Jul 5, 2012

Why Web marketers won't be replaced by machines

Audience-buying is the new big thing in Web marketing, with largely automated data-management platforms helping to ensure ads are shown to the right people at the right time. Still, all this automation won't obviate the need for human marketers, writes Brian Lesser. "While the technology is crucially important, it's people who are steering the ship. The human element of understanding which buttons to push and which levers to pull (and in what order) is critical to designing and implementing successful audience-buying campaigns," he writes. Via Advertising Age (tiered subscription model)/DigitalNext blog:

The power of advertising is on full display in a first-season episode of the PBS period drama "Downton Abbey."

In the scene in question, a partially disabled valet, Mr. Bates, bursts into a London store brandishing a newspaper ad for the shop's "limp correcting" device. Mr. Bates, who has suffered from a limp since his service in the Boer War, is getting heat for not being able to perform all of the physical tasks his role requires.

He doesn't do much due diligence -- he doesn't comparison shop or read user reviews from other shoppers -- he simply shows up with the ad and upon being shown the contraption, buys it.

If you think the ad's success derives from the fact that the event occurs in 1912, when people were much more innocent about truth in advertising, you'd be partly right. However, there's an additional takeaway that is relevant for today's marketers.

The ad worked because it reached the right person (Mr. Bates), with the right message (we can fix your limp), at the right time (if you don't do something about your limp, you're going to get fired). Getting these factors to align is far more important now than it was in 1912; ours is a world where media are extremely disaggregated and consumers are surrounded by more marketing messages each day than Mr. Bates could see in a lifetime.

How best to reach Mr. Bates today? Audience buying, where we leverage massive amounts of data to deliver the right ad, to the right person, at the right time.

With audience buying, where the ad appears (on a news website, in a smartphone app, via social media, etc.) isn't what drives the content. Instead, ads are delivered based on who the person is, based on anonymous profiles developed from online, offline and proprietary sources. Brands can then reach their Mr. Bateses at scale, wherever they happen to access media.

Because media are increasingly being bought and sold in this manner, how brands use the available data to direct their audience-buying campaigns is critical. Executives not intimately involved in the technology can find it confusing to evaluate possible solutions with a high degree of confidence. Here are some things to look for.

The major elements to consider in evaluating a solution are these: the datasets themselves and what key relationships they reveal; whether an advertiser's proprietary data (CRM data, for instance) will be kept safe; and the firm's ability to place and track media buys based upon the data analysis.

Multiple permutations are possible, but two basic routes are possible. A company can select a primary partner that offers a comprehensive solution -- via a proprietary data-management platform -- that coordinates all audience-buying activities. Or it can manage this coordination itself, establishing direct relationships with third-party networks, exchanges and data providers.

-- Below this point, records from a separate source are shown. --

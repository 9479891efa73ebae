pub mod registry;

pub use registry::{handler_fn, FnHandler, HandlerRegistry, JobHandler, TypedHandler};

use async_trait::async_trait;
use chrono::{DateTime, Utc};
use serde::{de::DeserializeOwned, Deserialize, Serialize};
use serde_json::Value;

use crate::{EnqueueOptions, JobError, JobId, JobRecord, Payload, QueueError, QueueResult};

/// Metadata handed to a handler alongside the payload
#[derive(Debug, Clone, PartialEq, Serialize, Deserialize)]
pub struct JobMeta {
    pub id: JobId,
    pub job_type: String,

    /// 1-based number of the attempt being executed
    pub attempt: u32,
    pub max_retries: u32,
    pub created_at: DateTime<Utc>,
}

impl JobMeta {
    pub(crate) fn from_record(record: &JobRecord) -> Self {
        Self {
            id: record.id.clone(),
            job_type: record.job_type.clone(),
            attempt: record.attempts.saturating_add(1),
            max_retries: record.max_retries,
            created_at: record.created_at,
        }
    }

    /// True when a failure of this attempt will not be retried
    pub fn is_last_attempt(&self) -> bool {
        self.attempt > self.max_retries
    }
}

/// Typed job whose payload is its own serialized form
#[async_trait]
pub trait Job: Serialize + DeserializeOwned + Send + Sync + 'static {
    /// Context type passed to job execution
    type Context: Send + Sync + Clone + 'static;

    /// Value returned by a successful run
    type Output: Serialize + Send + 'static;

    /// Job type identifier for dispatch
    const JOB_TYPE: &'static str;

    /// Maximum retry attempts
    const MAX_RETRIES: u32 = 3;

    /// Execute the job with the given context
    async fn execute(&self, meta: &JobMeta, ctx: Self::Context) -> Result<Self::Output, JobError>;

    /// Options used by `enqueue_job` (default: `MAX_RETRIES`, queue defaults otherwise)
    fn options(&self) -> EnqueueOptions {
        EnqueueOptions::new().with_max_retries(Self::MAX_RETRIES)
    }
}

/// Serialize a typed job into the payload map stored with the record
pub fn encode_payload<J: Serialize>(job: &J) -> QueueResult<Payload> {
    match serde_json::to_value(job)? {
        Value::Object(map) => Ok(map),
        other => Err(QueueError::Serialization(format!(
            "job payload must serialize to a JSON object, got {}",
            json_kind(&other)
        ))),
    }
}

fn json_kind(value: &Value) -> &'static str {
    match value {
        Value::Null => "null",
        Value::Bool(_) => "a boolean",
        Value::Number(_) => "a number",
        Value::String(_) => "a string",
        Value::Array(_) => "an array",
        Value::Object(_) => "an object",
    }
}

With a data-management platform centralizing all data streams, advertisers can see the entirety of an audience member's activity across the universe of addressable media. For instance, if an advertiser shows an audience member an ad on Site A, it can deliver a follow-up ad to that same audience member when he or she moves to Site B, or to a mobile app or online video site. Even for campaigns that use none of the data and distribution channels exclusive to a particular data-management platform, advertisers benefit by being able to see and respond in real-time to activity taking place across multiple third-party vendors.

A proprietary data-management platform also provides companies with a more secure environment for integrating CRM data into their audience-buying campaigns. The platform allows advertisers to incorporate this extremely valuable information without having to reveal it to every network and online data vendor.

The knock against data-management platforms from some third-party vendors is that because they centralize so much functionality in terms of data, analytics and reach, they can't be trusted to deliver the best results. Instead, the argument goes, by compartmentalizing efforts across multiple providers, advertisers will have more leverage with each individual vendor.

But, because a true data-management platform provides access to all data and distribution options in the marketplace, it has the flexibility to design campaigns that match the best technology to a client's specific needs. This agnostic approach allows the focus to remain on delivering what's best for the client rather than selling the same solution to everyone who walks through the door.

Finally, it's important not to lose sight of the fact that while the technology is crucially important; it's people who are steering the ship. The human element of understanding which buttons to push and which levers to pull (and in what order) is critical to designing and implementing successful audience-buying campaigns.